At the same time as the Milwaukee evaluation, Patrick Wolf and other Arkansas colleagues were working on a new evaluation of Washington D.C.’s federally funded voucher program. That study showed no difference in test scores, but large positive graduate results.
That pattern of “no test score benefits, some attainment benefits” has stuck in the research narrative even among voucher skeptics. But as I recently explained in a piece for the Brookings Institution, it’s just that: a narrative. Other studies in New York, Louisiana and Florida all show no real advantages for vouchers on educational attainment.
And certainly nothing to offset the cataclysmic results that began to come out after the early-stage evaluations I just described. The newer D.C.,Indiana, Louisiana, and Ohio studies that took place after 2013 and have showed pandemic and Katrina-sized harm to student test scores are all of at-scale voucher programs.

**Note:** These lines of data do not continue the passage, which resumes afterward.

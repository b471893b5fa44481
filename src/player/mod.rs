pub mod loader;
pub mod types;

pub use loader::{load_players, load_players_from_reader, resolve_inputs, LoadError, LoadedPlayers};
pub use types::{present, PlayerRecord};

What do I mean by “at scale?” I mean that despite limited evidence in those pilot programs, vouchers have been steadily expanding across the country, and within states. So those D.C., Indiana Louisiana and Ohio studies represent our best understanding to date of what happens when you expand vouchers beyond the initial test phase. The answer: horrific impacts on student outcomes.
There are a number of reasons this could be, but I tend to argue we need not overthink this. Vouchers just don’t work. The kids who stand to gain from private schooling were and are already there. For the vast majority of kids, they’re better off in public schools. That’s what the latest voucher research shows.
As an example of what I mean: consider that in Wisconsin (which has not had a statewide study since ours ended in 2010), 41% of voucher-receiving schools have opened and then closed and failed since public funding began in the early 1990s.
That’s what happens when policymakers divert tax dollars to private schools: it’s like venture capitalism for education. It’s like Theranos but for private schooling. New providers race to gobble up new taxpayer money, but most of them have no business near kids.
Now, to fully understand why these terrible policies exist and in fact have never spread faster and further than they are today, we need to understand the politics. And to understand the politics, we need to understand the money.
On the one hand it’s pretty simple. Once you understand that the same people pushing vouchers are the same people funding groups that insist Donald Trump won the election and are now organizing a similar “Big Lie” for 2022’s results, you understand a lot. But read on.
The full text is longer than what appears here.